Looking at the results from the Phase 1/2 study, what specific indicators suggest that this drug is making a tangible difference in the health of the participants?
The trial was a robust evaluation involving 90 patients, which is a significant number for such a rare condition, and it utilized three distinct cohorts to compare different doses against a placebo. What really stands out to me is the primary biomarker data, specifically the impact on KHDC1L, a biomarker regulated by the DUX4 gene, and the reduction in creatine kinase levels. Creatine kinase is a classic indicator of muscle damage, so seeing a decrease there suggests the drug is successfully protecting muscle tissue from further degradation. When you combine those laboratory findings with the earlier data showing that patients experienced increased mobility and physical strength, it creates a very compelling picture of “target engagement.” It’s one thing to see a change in a blood test, but it’s another to see a patient actually moving better, which is the ultimate goal of any neuromuscular therapy.

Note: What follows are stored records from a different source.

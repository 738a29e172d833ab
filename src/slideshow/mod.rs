//! Slideshow glue: slide metadata, session options, presentation surface and the session.

/// Session options.
pub mod config;
/// Slideshow session.
pub mod session;
/// Presentation surface.
pub mod sink;
/// Per-slide metadata.
pub mod slide_info;

pub use config::SlideShowOpts;
pub use session::SlideShowSession;
pub use sink::{FrameSink, InMemorySink, PngSequenceSink, SinkConfig};
pub use slide_info::{Background, SlideInfo};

With Novartis committing $12 billion to this acquisition, how do you see the upcoming Phase 3 trials and the broader pipeline, including candidates like del-desiran and del-zota, shaping the company’s future?
The $12 billion deal for Avidity was a massive bet, and these trial results go a long way toward validating that investment for the Novartis leadership. As they move into Phase 3, the focus will shift to very concrete functional outcomes, such as the 10-meter walk and run test, which will provide the definitive proof needed for global regulatory agencies. However, the market is looking at more than just del-brax; there is a lot of anticipation surrounding del-desiran for myotonic dystrophy, with data expected in the second half of this year, and del-zota for Duchenne muscular dystrophy. If these other candidates in the pipeline show similar success, Novartis will have essentially cornered a significant portion of the RNA therapeutic market for rare diseases. The fact that their stock ticked up nearly 3% following the news shows that investors are beginning to see the potential for a high-value, long-term portfolio in this space.

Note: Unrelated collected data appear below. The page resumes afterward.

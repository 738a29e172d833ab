//! Minimal column-major 4×4 transform for the 3-D transition scenes.

use core::ops::Mul;

/// A column-major 4×4 affine transform stored as `[[f64; 4]; 4]`.
///
/// Each inner array is one *column*, matching the layout GPU APIs expect for matrix uniforms.
#[derive(Clone, Copy, Debug, PartialEq)]
pub struct Mat4 {
    /// Four columns, each a 4-element array `[x, y, z, w]`.
    pub cols: [[f64; 4]; 4],
}

impl Default for Mat4 {
    fn default() -> Self {
        Self::IDENTITY
    }
}

impl Mat4 {
    /// The 4×4 identity matrix.
    pub const IDENTITY: Self = Self {
        cols: [
            [1.0, 0.0, 0.0, 0.0],
            [0.0, 1.0, 0.0, 0.0],
            [0.0, 0.0, 1.0, 0.0],
            [0.0, 0.0, 0.0, 1.0],
        ],
    };

    /// Creates a pure translation transform.
    #[must_use]
    pub const fn from_translation(x: f64, y: f64, z: f64) -> Self {
        Self {
            cols: [
                [1.0, 0.0, 0.0, 0.0],
                [0.0, 1.0, 0.0, 0.0],
                [0.0, 0.0, 1.0, 0.0],
                [x, y, z, 1.0],
            ],
        }
    }

    /// Creates a non-uniform scale transform.
    #[must_use]
    pub const fn from_scale(sx: f64, sy: f64, sz: f64) -> Self {
        Self {
            cols: [
                [sx, 0.0, 0.0, 0.0],
                [0.0, sy, 0.0, 0.0],
                [0.0, 0.0, sz, 0.0],
                [0.0, 0.0, 0.0, 1.0],
            ],
        }
    }

    /// Rotation of `radians` around an arbitrary axis (normalized internally).
    ///
    /// A zero-length axis yields the identity.
    #[must_use]
    pub fn from_axis_angle(axis: [f64; 3], radians: f64) -> Self {
        let len = (axis[0] * axis[0] + axis[1] * axis[1] + axis[2] * axis[2]).sqrt();
        if len <= f64::EPSILON {
            return Self::IDENTITY;
        }
        let [x, y, z] = [axis[0] / len, axis[1] / len, axis[2] / len];
        let (s, c) = radians.sin_cos();
        let t = 1.0 - c;
        Self {
            cols: [
                [t * x * x + c, t * x * y + s * z, t * x * z - s * y, 0.0],
                [t * x * y - s * z, t * y * y + c, t * y * z + s * x, 0.0],
                [t * x * z + s * y, t * y * z - s * x, t * z * z + c, 0.0],
                [0.0, 0.0, 0.0, 1.0],
            ],
        }
    }

    /// Transform a homogeneous point `[x, y, z, w]`.
    #[must_use]
    pub fn transform_point(self, p: [f64; 4]) -> [f64; 4] {
        let mut out = [0.0; 4];
        for (row, o) in out.iter_mut().enumerate() {
            *o = self.cols[0][row] * p[0]
                + self.cols[1][row] * p[1]
                + self.cols[2][row] * p[2]
                + self.cols[3][row] * p[3];
        }
        out
    }
}

impl Mul for Mat4 {
    type Output = Self;

    fn mul(self, rhs: Self) -> Self {
        let mut cols = [[0.0; 4]; 4];
        for (c, col) in cols.iter_mut().enumerate() {
            for (r, v) in col.iter_mut().enumerate() {
                *v = (0..4).map(|k| self.cols[k][r] * rhs.cols[c][k]).sum();
            }
        }
        Self { cols }
    }
}

#[cfg(test)]
#[path = "../../tests/unit/foundation/transform3d.rs"]
mod tests;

What is your forecast for the future of antisense oligonucleotide conjugates in the broader landscape of genetic medicine?
I expect that we are entering an era where antisense oligonucleotide conjugates will lead to a wave of accelerated approvals for rare diseases that currently have no viable treatment options. The ability to achieve strong target engagement while reducing muscle damage biomarkers, as we saw in the del-brax trial, provides a blueprint for how we can tackle other genetic malfunctions. We will likely see more large-scale acquisitions as established pharmaceutical giants look to secure these innovative delivery platforms to bolster their own pipelines. Within the next few years, if the Phase 3 data remains consistent, these therapies could become the standard of care, moving us away from general treatments and toward a future of highly specialized, life-changing genetic interventions. The success of this deal suggests that the industry is finally finding the right balance between high-tech genetic research and practical clinical application.